ER Ratings are a value given to windows, based on a calculation of different performance factors. These include the U-Factor and Solar Heat Gains. The ER rating has been devised specifically to make it easier for consumers to understand and compare window performance from different manufacturers.
U-Factor is a calculation of how conductive a window is, how it is affected by convection heat loss and the emissivity of the glass in the panes. At the very basic level, the lower the U-factor, the better your window is at keeping heat inside the home.
SHGC: The Solar Heat Gain Coefficient measures how much heat from the sun a window gains. Although ideally, you want as much heat from the sun in the winter months, most modern windows with high SHGC end up overheating the home. High SHGC factors are great for windows that see very little direct sunlight and can maximize energy gains in those places. The lower SHGC, the less heat from the sun your windows let through.
ER Ratings or U-Factor: What’s better for comparing windows?
You can often see window ratings represented in either one of these values. But which one is a better representation of a window’s performance?
An ER number is a more encompassing measure of how a window “transfers” energy. The more heat it gains rather than loses, the more efficient a window is considered. Therefore it always important to look at the SHGC number to see how it plays into the window rating.
The U-Factor on the other hand assesses a window’s resistance to heat loss. This is especially important to consider in Canada as we often have longer nights in the winter where it is essential for a home to retain as much of its heat as possible, while not gaining any energy for the sun.
A high ER number may just mean a window gains a lot of energy from the sun.

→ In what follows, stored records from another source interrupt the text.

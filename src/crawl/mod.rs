// src/crawl/mod.rs
// =============================================================================
// This module handles website crawling.
//
// Features:
// - Concurrent crawling from a seed URL with a cap on parallel requests
// - Host-wide or path-prefixed scope (never leaves the seed's host)
// - Configurable depth limit
// - Each URL visited at most once, even when many pages link to it
// - Polite crawling with a random delay before each request
// - A global deadline that stops the whole crawl cleanly
//
// Submodules, leaves first:
// - scope: Which URLs are in bounds
// - frontier: Which URLs were admitted, at what depth
// - deadline: The crawl-wide cancellation signal
// - results: Per-URL outcomes and the final ordered report
// - engine: The worker pool tying it all together
// =============================================================================

mod deadline;
mod engine;
mod frontier;
mod results;
mod scope;

pub use deadline::Deadline;
pub use engine::{CrawlSummary, Crawler};
pub use results::{Outcome, ResultEntry};
pub use scope::ScopeFilter;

A low U-factor will mean that a window is great at keeping the warm air in.
We have compared performance ratings from top Calgary window companies: Canadian Choice, Ecoline Windows, All-Weather Windows, Lux Windows, Supreme Windows, and Cossins Windows.
We compared single slider windows with Low-E applications and gas fills. Take note of each window’s U-factor, ER rating, and the company’s value range for each performance metric. It is often possible to improve a window performance with additional features.
Not seeing a company you’re interested in? This information, as well as a full list of Energy Star participants and their product ratings, is available on this Natural Resources Canada website.
You will probably notice right away, that a couple of companies don’t have information available for their slider windows. This information is not listed under the company’s registry on the NRCan website. This could mean one of two things: either slider windows from that company are not Energy Star rated, or the company gets their slider windows from elsewhere. But usually, the former is true. Slider windows usually rank at the borderline levels of acceptable performance. That is why they often require additional features to improve their performance. As you can see by the chart some company’s slider windows barely reach that level, even with additions like Low-E and gas fills.
If you are considering slider windows for your replacement project, make sure that the ones you get meet the performance requirements for your climate zone.